L’Imitation de Notre-Dame la Lune — 1886

Ah ! ce soir, j’ai le cœur mal, le cœur à la Lune. Ô Nappes du silence, étalez vos lagunes ; Ô toits, terrasses, bassins, colliers dénoués De perles, tombes, lys, chats en peine, louez La Lune, notre Maîtresse à tous, dans sa gloire : Elle est l’Hostie ! et le silence est son ciboire ! Ah ! qu’il fait bon, oh ! bel et bon, dans le halo De deuil de ce diamant de la plus belle eau ! Ô Lune, vous allez me trouver romanesque, Mais voyons, oh ! seulement de temps en temps est-c’que Ce serait fol à moi de me dire, entre nous, Ton Christophe Colomb, ô Colombe, à genoux ? Allons, n’en parlons plus ; et déroulons l’office Des minuits, confits dans l’alcool de tes délices.
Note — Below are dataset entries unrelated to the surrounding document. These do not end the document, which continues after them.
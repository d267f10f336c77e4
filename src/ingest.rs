//! Ingest pipeline (`spec.md` §4.H): a live SSE listener and a gap-filling
//! backfiller, both crash-tolerant long-lived workers sharing only the store
//! and the classifier ensemble.
//!
//! `BeaconClient` wraps the four upstream endpoints from `spec.md` §6 with
//! `reqwest`, grounded in the teacher's `Kvs` struct in `tinyzkp_api.rs`
//! (a `reqwest::Client` held as a field on shared state, with one method per
//! upstream call). There is no SSE client crate anywhere in the example
//! pack, so the event stream is framed by hand: `bytes_stream()` is buffered
//! until a blank line terminates an event, mirroring `event_listener.py`'s
//! use of `sseclient.SSEClient` without adding an unlisted dependency.

use std::pin::Pin;
use std::sync::Arc;
use std::time::Duration;

use futures_util::{Stream, StreamExt};
use serde::Deserialize;

use crate::classifier::ClassifyOutput;
use crate::ensemble::MultiRangeEnsemble;
use crate::error::IngestError;
use crate::store::BlockStore;
use crate::types::RewardRecord;

/// Upstream restore-point cadence (`spec.md` §4.H, Glossary).
pub const RESTORE_POINT: u64 = 2048;
const RETRY_BACKOFF: Duration = Duration::from_secs(5);
const BACKFILL_IDLE_SLEEP: Duration = Duration::from_secs(60);

pub struct BeaconClient {
    http: reqwest::Client,
    base_url: String,
}

impl BeaconClient {
    pub fn new(base_url: impl Into<String>) -> Self {
        Self {
            http: reqwest::Client::new(),
            base_url: base_url.into(),
        }
    }

    /// `GET /eth/v1/events?topics=block_reward`, yielding a parsed reward
    /// record per SSE `data:` frame.
    pub async fn stream_block_rewards(
        &self,
    ) -> Result<impl Stream<Item = Result<RewardRecord, IngestError>>, IngestError> {
        let url = format!("{}/eth/v1/events?topics=block_reward", self.base_url);
        let resp = self
            .http
            .get(&url)
            .header("Accept", "text/event-stream")
            .send()
            .await?
            .error_for_status()?;

        let byte_stream: Pin<Box<dyn Stream<Item = reqwest::Result<bytes::Bytes>> + Send>> =
            Box::pin(resp.bytes_stream());

        Ok(futures_util::stream::unfold(
            (byte_stream, String::new()),
            |(mut stream, mut buffer)| async move {
                loop {
                    if let Some(event) = next_event(&mut buffer) {
                        match parse_event_data(&event) {
                            Some(record) => return Some((Ok(record), (stream, buffer))),
                            None => continue,
                        }
                    }
                    match stream.next().await {
                        Some(Ok(chunk)) => {
                            buffer.push_str(&String::from_utf8_lossy(&chunk));
                        }
                        Some(Err(e)) => {
                            return Some((Err(IngestError::Upstream(e)), (stream, buffer)))
                        }
                        None => return None,
                    }
                }
            },
        ))
    }

    /// `GET /lighthouse/analysis/block_rewards?start_slot=S&end_slot=E`.
    pub async fn backfill_range(
        &self,
        start_slot: u64,
        end_slot: u64,
    ) -> Result<Vec<RewardRecord>, IngestError> {
        let url = format!("{}/lighthouse/analysis/block_rewards", self.base_url);
        let resp = self
            .http
            .get(&url)
            .query(&[("start_slot", start_slot), ("end_slot", end_slot)])
            .send()
            .await?
            .error_for_status()?;
        Ok(resp.json::<Vec<RewardRecord>>().await?)
    }

    /// `GET /eth/v1/beacon/headers/head`, returning the current head slot.
    pub async fn head_slot(&self) -> Result<u64, IngestError> {
        #[derive(Deserialize)]
        struct Envelope {
            data: HeaderData,
        }
        #[derive(Deserialize)]
        struct HeaderData {
            header: SignedHeader,
        }
        #[derive(Deserialize)]
        struct SignedHeader {
            message: HeaderMessage,
        }
        #[derive(Deserialize)]
        struct HeaderMessage {
            #[serde(deserialize_with = "crate::types::de_u64_flex")]
            slot: u64,
        }

        let url = format!("{}/eth/v1/beacon/headers/head", self.base_url);
        let resp = self.http.get(&url).send().await?.error_for_status()?;
        let envelope: Envelope = resp
            .json()
            .await
            .map_err(|e| IngestError::Decode(e.to_string()))?;
        Ok(envelope.data.header.message.slot)
    }

    /// `GET /eth/v1/beacon/states/{slot}/validators`, counting validators in
    /// an `active_*` status.
    pub async fn active_validator_count(&self, slot: u64) -> Result<u64, IngestError> {
        #[derive(Deserialize)]
        struct Envelope {
            data: Vec<ValidatorEntry>,
        }
        #[derive(Deserialize)]
        struct ValidatorEntry {
            status: String,
        }

        let url = format!("{}/eth/v1/beacon/states/{}/validators", self.base_url, slot);
        let resp = self.http.get(&url).send().await?.error_for_status()?;
        let envelope: Envelope = resp
            .json()
            .await
            .map_err(|e| IngestError::Decode(e.to_string()))?;
        Ok(envelope
            .data
            .iter()
            .filter(|v| v.status.starts_with("active"))
            .count() as u64)
    }
}

/// Pulls one complete SSE event (terminated by a blank line) out of
/// `buffer`, consuming it. Returns `None` if no complete event is buffered
/// yet.
fn next_event(buffer: &mut String) -> Option<String> {
    let idx = buffer.find("\n\n")?;
    let event = buffer[..idx].to_string();
    buffer.drain(..idx + 2);
    Some(event)
}

/// Joins every `data:` line of an SSE event and parses it as a reward
/// record. Returns `None` (not an error) for events without a `data:` line
/// or whose payload fails to parse — both are logged and skipped rather
/// than tearing down the connection.
fn parse_event_data(event: &str) -> Option<RewardRecord> {
    let data: String = event
        .lines()
        .filter_map(|line| line.strip_prefix("data:").or_else(|| line.strip_prefix("data: ")))
        .collect::<Vec<_>>()
        .join("\n");
    if data.is_empty() {
        return None;
    }
    match serde_json::from_str(&data) {
        Ok(record) => Some(record),
        Err(e) => {
            tracing::warn!(error = %e, "failed to decode SSE block_reward payload");
            None
        }
    }
}

/// Splits `[start, end]` into closed intervals aligned to `restore_point`
/// boundaries (`spec.md` §4.H, scenario S2).
pub fn explode_gap(start: u64, end: u64, restore_point: u64) -> Vec<(u64, u64)> {
    let mut chunks = Vec::new();
    let mut cursor = start;
    while cursor <= end {
        let next_boundary = next_multiple_at_least(cursor, restore_point);
        let chunk_end = next_boundary.min(end);
        chunks.push((cursor, chunk_end));
        cursor = chunk_end + 1;
    }
    chunks
}

fn next_multiple_at_least(n: u64, step: u64) -> u64 {
    if n % step == 0 {
        n
    } else {
        (n / step + 1) * step
    }
}

fn classify_and_row(
    ensemble: &MultiRangeEnsemble,
    record: RewardRecord,
) -> Option<crate::types::BlockRow> {
    match ensemble.classify(&record) {
        Ok(output) => Some(ClassifyOutput::into_block_row(output, &record.meta)),
        Err(e) => {
            tracing::warn!(error = %e, slot = record.meta.slot, "skipping record: classification failed");
            None
        }
    }
}

/// Runs the live listener forever. On any I/O or decode error the whole
/// stream is torn down and re-established after a 5s backoff; no replay
/// state is kept (the backfiller covers anything missed in between).
pub async fn run_listener(beacon: Arc<BeaconClient>, ensemble: Arc<MultiRangeEnsemble>, store: Arc<BlockStore>) {
    loop {
        if let Err(e) = listen_once(&beacon, &ensemble, &store).await {
            tracing::warn!(error = %e, "listener stream failed, reconnecting");
        }
        tokio::time::sleep(RETRY_BACKOFF).await;
    }
}

async fn listen_once(
    beacon: &BeaconClient,
    ensemble: &MultiRangeEnsemble,
    store: &BlockStore,
) -> Result<(), IngestError> {
    let stream = beacon.stream_block_rewards().await?;
    tokio::pin!(stream);
    while let Some(item) = stream.next().await {
        let record = item?;
        if let Some(row) = classify_and_row(ensemble, record) {
            store.insert_blocks(vec![row]).await?;
        }
    }
    Ok(())
}

/// Runs the backfiller forever: while gaps remain, downloads and inserts
/// them chunk by chunk; once caught up, sleeps 60s before checking again.
pub async fn run_backfiller(beacon: Arc<BeaconClient>, ensemble: Arc<MultiRangeEnsemble>, store: Arc<BlockStore>) {
    loop {
        match backfill_once(&beacon, &ensemble, &store).await {
            Ok(true) => {}
            Ok(false) => tokio::time::sleep(BACKFILL_IDLE_SLEEP).await,
            Err(e) => {
                tracing::warn!(error = %e, "backfill pass failed");
                tokio::time::sleep(RETRY_BACKOFF).await;
            }
        }
    }
}

/// Returns `Ok(true)` if any gap was worked (caller should loop again
/// immediately), `Ok(false)` if fully synced.
async fn backfill_once(
    beacon: &BeaconClient,
    ensemble: &MultiRangeEnsemble,
    store: &BlockStore,
) -> Result<bool, IngestError> {
    let gaps = store.sync_gaps().await?;
    if gaps.is_empty() {
        return Ok(false);
    }
    for gap in gaps {
        for (start, end) in explode_gap(gap.start, gap.end, RESTORE_POINT) {
            tracing::info!(start, end, "backfilling slot range");
            let records = beacon.backfill_range(start, end).await?;
            let rows: Vec<_> = records
                .into_iter()
                .filter_map(|r| classify_and_row(ensemble, r))
                .collect();
            store.insert_blocks(rows).await?;
        }
    }
    Ok(true)
}

#[cfg(test)]
mod tests {
    use super::*;

    #[test]
    fn s2_chunk_explosion() {
        assert_eq!(explode_gap(1, 2048, 2048), vec![(1, 2048)]);
        assert_eq!(explode_gap(1, 10, 2048), vec![(1, 10)]);

        let chunks = explode_gap(14273, 7530327, 2048);
        assert_eq!(chunks.first().unwrap().1, 14336);
        assert_eq!(chunks.last().unwrap().1, 7530327);
        for &(s, e) in &chunks[1..chunks.len() - 1] {
            assert_eq!(e - s + 1, 2048);
        }
        for w in chunks.windows(2) {
            assert_eq!(w[1].0, w[0].1 + 1);
        }
    }

    #[test]
    fn next_event_extracts_blank_line_terminated_frames() {
        let mut buf = String::from("data: {\"a\":1}\n\ndata: {\"a\":2}\n\nincomplete");
        assert_eq!(next_event(&mut buf).unwrap(), "data: {\"a\":1}");
        assert_eq!(next_event(&mut buf).unwrap(), "data: {\"a\":2}");
        assert_eq!(next_event(&mut buf), None);
        assert_eq!(buf, "incomplete");
    }

    #[test]
    fn parse_event_data_skips_malformed_payload() {
        assert!(parse_event_data("data: not json").is_none());
        assert!(parse_event_data("event: block_reward").is_none());
    }
}
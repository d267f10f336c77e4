//! Distance-weighted k-nearest-neighbor engine.
//!
//! A linear scan over `N <= ~50,000` training rows at `F <= 16` features is
//! well within the `spec.md` §4.D performance budget (~1ms/query); no
//! ball-tree/k-d tree is implemented since it would only trade code
//! complexity for speed we don't need yet, and it must reproduce brute-force
//! probabilities exactly regardless.

/// Fixed k for the production classifier (`spec.md` §4.D).
pub const K: usize = 9;

/// Given a training matrix `x` (row-major, one `Vec<f64>` per row), integer
/// labels `y` (same length as `x`, values in `0..num_labels`), and a query
/// vector, returns a per-label weight vector (index = label) summing to 1.0,
/// or an empty vector if `x` is empty.
///
/// Ties among the `k` smallest distances are broken by training-row index
/// ascending (`spec.md` §9, the fixed answer to an open question in the
/// Python original). If any selected neighbor is an exact match
/// (`d_i == 0`), the result collapses to a one-hot vector for that
/// neighbor's label (picking the lowest-indexed such neighbor if several
/// coincide), avoiding a division by zero in the distance weighting.
pub fn predict(x: &[Vec<f64>], y: &[u16], k: usize, num_labels: usize, query: &[f64]) -> Vec<f64> {
    if x.is_empty() {
        return Vec::new();
    }

    let mut distances: Vec<(f64, usize)> = x
        .iter()
        .enumerate()
        .map(|(i, row)| (euclidean(row, query), i))
        .collect();

    // Sort by (distance, index) so ties prefer the lower training-row index.
    distances.sort_by(|a, b| a.0.partial_cmp(&b.0).unwrap().then(a.1.cmp(&b.1)));

    let k = k.min(distances.len());
    let neighbors = &distances[..k];

    if let Some(&(_, zero_idx)) = neighbors.iter().find(|&&(d, _)| d == 0.0) {
        let mut probs = vec![0.0; num_labels];
        probs[y[zero_idx] as usize] = 1.0;
        return probs;
    }

    let mut weights = vec![0.0; num_labels];
    let mut total = 0.0;
    for &(d, idx) in neighbors {
        let w = 1.0 / d;
        weights[y[idx] as usize] += w;
        total += w;
    }
    if total > 0.0 {
        for w in &mut weights {
            *w /= total;
        }
    }
    weights
}

fn euclidean(a: &[f64], b: &[f64]) -> f64 {
    a.iter()
        .zip(b)
        .map(|(x, y)| (x - y) * (x - y))
        .sum::<f64>()
        .sqrt()
}

#[cfg(test)]
mod tests {
    use super::*;

    #[test]
    fn exact_match_collapses_to_one_hot() {
        let x = vec![vec![1.0, 2.0], vec![5.0, 5.0], vec![9.0, 9.0]];
        let y = vec![0u16, 1, 2];
        let probs = predict(&x, &y, 9, 3, &[5.0, 5.0]);
        assert_eq!(probs, vec![0.0, 1.0, 0.0]);
    }

    #[test]
    fn probabilities_sum_to_one() {
        let x = vec![vec![0.0], vec![1.0], vec![2.0], vec![3.0]];
        let y = vec![0u16, 0, 1, 1];
        let probs = predict(&x, &y, 3, 2, &[1.4]);
        let sum: f64 = probs.iter().sum();
        assert!((sum - 1.0).abs() < 1e-9);
    }

    #[test]
    fn empty_training_set_yields_empty_vector() {
        let x: Vec<Vec<f64>> = vec![];
        let y: Vec<u16> = vec![];
        assert!(predict(&x, &y, 9, 2, &[1.0]).is_empty());
    }

    #[test]
    fn ties_prefer_lower_training_index() {
        // Two points equidistant from the query, different labels; k=1 should
        // pick the one with the lower index.
        let x = vec![vec![0.0], vec![2.0]];
        let y = vec![0u16, 1];
        let probs = predict(&x, &y, 1, 2, &[1.0]);
        assert_eq!(probs, vec![1.0, 0.0]);
    }
}
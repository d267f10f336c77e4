//! Client fingerprinting: identifies which consensus-layer client produced
//! each beacon-chain block from the reward structure it generates, trained
//! from a small seed of graffiti-labeled blocks and generalized to the
//! wider, non-self-advertising population via distance-weighted k-nearest-
//! neighbor classification over reward-shape features.

/// HTTP surface: request handlers and router assembly.
pub mod api;
/// Single-range classifier: graffiti short-circuit, k-NN, hedging rules.
pub mod classifier;
/// Environment-variable configuration.
pub mod config;
/// Ratcliff/Obershelp sequence similarity, shared by several features.
pub mod difflib;
/// Multi-range ensemble: slot-dispatches across single-range classifiers.
pub mod ensemble;
/// Shared error categories for the store, model I/O, ingest, and HTTP layer.
pub mod error;
/// Feature extractor: named pure functions from a reward record to a float.
pub mod features;
/// Graffiti matcher: regex table mapping free text to a client label.
pub mod graffiti;
/// Ingest pipeline: live SSE listener and restore-point-aligned backfiller.
pub mod ingest;
/// Distance-weighted k-nearest-neighbor engine.
pub mod knn;
/// On-disk classifier model format and in-memory representation.
pub mod model;
/// Query/aggregation layer: period guesses and CSV export.
pub mod query;
/// Persistent block store (embedded SQLite).
pub mod store;
/// Training-data directory loader.
pub mod training;
/// Core data model: reward records, the closed client label set, block rows.
pub mod types;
Ralentendo vers nous, ô dolente Cité, Cellule en fibroïne aux organes ratés ! Rappelle-toi les centaures, les villes mortes, Palmyre, et les sphinx camards des Thèbe aux cent portes : Et quelle Gomorrhe a sous ton lac de Léthé Ses catacombes vers la stérile Astarté ! Et combien l’homme, avec ses relatifs « Je t’aime », Est trop anthropomorphe au delà de lui-même, Et ne sait que vivoter comm’ça des bonjours Aux bonsoirs tout en s’arrangeant avec l’Amour. — Ah ! Je vous disais donc, et cent fois plutôt qu’une Que j’avais le cœur mal, le cœur bien à la Lune.